The answer is to be the data below, written out in full and exactly.

**********

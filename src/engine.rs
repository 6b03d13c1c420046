use std::sync::Arc;
use std::time::Instant;
use tracing::{debug, info, warn};

use crate::{
    config::Config,
    error::{validation_error, AppError},
    features::{FeatureAssembler, Probes},
    labels::{DatasetStore, LabelCollector, Resolution},
    models::ScoringContext,
    redis_client::ReviewQueue,
    types::*,
};

pub struct PhishEngine {
    scoring: Arc<ScoringContext>,
    assembler: FeatureAssembler,
    labels: LabelCollector,
    queue: Option<ReviewQueue>,
    start_time: Instant,
}

impl PhishEngine {
    pub async fn new(config: &Config) -> Result<Self, AppError> {
        info!("Initializing PhishScope engine...");

        let scoring = Arc::new(ScoringContext::load(&config.artifacts)?);
        let probes = Probes::from_config(&config.extraction)?;
        let assembler = FeatureAssembler::from_config(probes, &config.extraction);
        let dataset = DatasetStore::open(&config.dataset.path)?;

        // The review mirror is optional; a dead Redis must not keep the service down.
        let queue = match &config.redis {
            Some(redis) => match ReviewQueue::connect(redis).await {
                Ok(queue) => Some(queue),
                Err(e) => {
                    warn!("Review queue unavailable, tickets stay in memory only: {}", e);
                    None
                }
            },
            None => None,
        };

        info!("PhishScope engine initialized successfully");
        let labels = LabelCollector::new(dataset, queue.clone(), config.dataset.max_pending);
        Ok(Self::from_parts(scoring, assembler, labels, queue))
    }

    pub fn from_parts(
        scoring: Arc<ScoringContext>,
        assembler: FeatureAssembler,
        labels: LabelCollector,
        queue: Option<ReviewQueue>,
    ) -> Self {
        Self {
            scoring,
            assembler,
            labels,
            queue,
            start_time: Instant::now(),
        }
    }

    pub async fn predict(&self, request: PredictRequest) -> Result<PredictResponse, AppError> {
        let start = Instant::now();
        metrics::counter!("requests_total").increment(1);

        // Only emptiness is rejected; the URL is scored exactly as sent.
        let url = match request.url {
            Some(url) if !url.is_empty() => url,
            _ => return Err(validation_error("URL is required")),
        };
        info!("Received prediction request for {}", url);

        let assembler = self.assembler.clone();
        let target = url.clone();
        let vector = tokio::spawn(async move { assembler.assemble(&target).await })
            .await
            .map_err(|e| AppError::FeatureExtraction(e.to_string()))?;
        debug!("Features for {}: {:?}", url, vector.as_slice());

        let scored = self.scoring.score(&vector)?;
        for (name, probability) in &scored.probabilities {
            match probability {
                Some(p) => debug!("{} probability for {}: {:.4}", name, url, p),
                None => debug!("{} produced no probability for {}", name, url),
            }
        }

        let review_ticket = self.labels.submit(&url, vector, scored.aggregate);

        let latency = start.elapsed().as_secs_f64() * 1000.0;
        metrics::histogram!("request_duration_ms").record(latency);
        info!("Prediction for {} completed in {:.1}ms", url, latency);

        Ok(PredictResponse {
            final_probability: scored.aggregate,
            shap_explanations: scored.explanation,
            review_ticket,
        })
    }

    pub async fn label(&self, request: LabelRequest) -> Result<LabelResponse, AppError> {
        let verdict = i8::try_from(request.actual)
            .map_err(|_| request.actual.to_string())
            .and_then(Verdict::try_from)
            .map_err(|_| validation_error("actual must be 0, 1 or -1"))?;

        let resolution = self.labels.resolve(request.ticket_id, verdict).await?;
        let (recorded, message) = match resolution {
            Resolution::Recorded => (true, "Label recorded".to_string()),
            Resolution::Duplicate => (false, "URL already present in dataset".to_string()),
        };
        Ok(LabelResponse {
            ticket_id: request.ticket_id,
            recorded,
            message,
        })
    }

    pub fn pending_reviews(&self) -> Vec<ReviewTicket> {
        self.labels.pending()
    }

    pub async fn health(&self) -> HealthResponse {
        let review_queue = match &self.queue {
            Some(queue) if queue.health_check().await => Some(queue.queue_name().to_string()),
            Some(_) => Some("unreachable".to_string()),
            None => None,
        };
        HealthResponse {
            status: "healthy".to_string(),
            version: env!("CARGO_PKG_VERSION").to_string(),
            models: self.scoring.model_names().into_iter().map(String::from).collect(),
            model_count: self.scoring.model_count(),
            pending_reviews: self.labels.pending_count(),
            review_queue,
            uptime_secs: self.start_time.elapsed().as_secs(),
        }
    }
}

**********

RESPONSE TO THIS EXERCISE -
filename src/engine.rs
repository 6b03d13c1c420046
use std::sync::Arc;
use std::time::Instant;
use tracing::{debug, info, warn};

use crate::{
    config::Config,
    error::{validation_error, AppError},
    features::{FeatureAssembler, Probes},
    labels::{DatasetStore, LabelCollector, Resolution},
    models::ScoringContext,
    redis_client::ReviewQueue,
    types::*,
};

pub struct PhishEngine {
    scoring: Arc<ScoringContext>,
    assembler: FeatureAssembler,
    labels: LabelCollector,
    queue: Option<ReviewQueue>,
    start_time: Instant,
}

impl PhishEngine {
    pub async fn new(config: &Config) -> Result<Self, AppError> {
        info!("Initializing PhishScope engine...");

        let scoring = Arc::new(ScoringContext::load(&config.artifacts)?);
        let probes = Probes::from_config(&config.extraction)?;
        let assembler = FeatureAssembler::from_config(probes, &config.extraction);
        let dataset = DatasetStore::open(&config.dataset.path)?;

        // The review mirror is optional; a dead Redis must not keep the service down.
        let queue = match &config.redis {
            Some(redis) => match ReviewQueue::connect(redis).await {
                Ok(queue) => Some(queue),
                Err(e) => {
                    warn!("Review queue unavailable, tickets stay in memory only: {}", e);
                    None
                }
            },
            None => None,
        };

        info!("PhishScope engine initialized successfully");
        let labels = LabelCollector::new(dataset, queue.clone(), config.dataset.max_pending);
        Ok(Self::from_parts(scoring, assembler, labels, queue))
    }

    pub fn from_parts(
        scoring: Arc<ScoringContext>,
        assembler: FeatureAssembler,
        labels: LabelCollector,
        queue: Option<ReviewQueue>,
    ) -> Self {
        Self {
            scoring,
            assembler,
            labels,
            queue,
            start_time: Instant::now(),
        }
    }

    pub async fn predict(&self, request: PredictRequest) -> Result<PredictResponse, AppError> {
        let start = Instant::now();
        metrics::counter!("requests_total").increment(1);

        // Only emptiness is rejected; the URL is scored exactly as sent.
        let url = match request.url {
            Some(url) if !url.is_empty() => url,
            _ => return Err(validation_error("URL is required")),
        };
        info!("Received prediction request for {}", url);

        let assembler = self.assembler.clone();
        let target = url.clone();
        let vector = tokio::spawn(async move { assembler.assemble(&target).await })
            .await
            .map_err(|e| AppError::FeatureExtraction(e.to_string()))?;
        debug!("Features for {}: {:?}", url, vector.as_slice());

        let scored = self.scoring.score(&vector)?;
        for (name, probability) in &scored.probabilities {
            match probability {
                Some(p) => debug!("{} probability for {}: {:.4}", name, url, p),
                None => debug!("{} produced no probability for {}", name, url),
            }
        }

        let review_ticket = self.labels.submit(&url, vector, scored.aggregate);

        let latency = start.elapsed().as_secs_f64() * 1000.0;
        metrics::histogram!("request_duration_ms").record(latency);
        info!("Prediction for {} completed in {:.1}ms", url, latency);

        Ok(PredictResponse {
            final_probability: scored.aggregate,
            shap_explanations: scored.explanation,
            review_ticket,
        })
    }

    pub async fn label(&self, request: LabelRequest) -> Result<LabelResponse, AppError> {
        let verdict = i8::try_from(request.actual)
            .map_err(|_| request.actual.to_string())
            .and_then(Verdict::try_from)
            .map_err(|_| validation_error("actual must be 0, 1 or -1"))?;

        let resolution = self.labels.resolve(request.ticket_id, verdict).await?;
        let (recorded, message) = match resolution {
            Resolution::Recorded => (true, "Label recorded".to_string()),
            Resolution::Duplicate => (false, "URL already present in dataset".to_string()),
        };
        Ok(LabelResponse {
            ticket_id: request.ticket_id,
            recorded,
            message,
        })
    }

    pub fn pending_reviews(&self) -> Vec<ReviewTicket> {
        self.labels.pending()
    }

    pub async fn health(&self) -> HealthResponse {
        let review_queue = match &self.queue {
            Some(queue) if queue.health_check().await => Some(queue.queue_name().to_string()),
            Some(_) => Some("unreachable".to_string()),
            None => None,
        };
        HealthResponse {
            status: "healthy".to_string(),
            version: env!("CARGO_PKG_VERSION").to_string(),
            models: self.scoring.model_names().into_iter().map(String::from).collect(),
            model_count: self.scoring.model_count(),
            pending_reviews: self.labels.pending_count(),
            review_queue,
            uptime_secs: self.start_time.elapsed().as_secs(),
        }
    }
}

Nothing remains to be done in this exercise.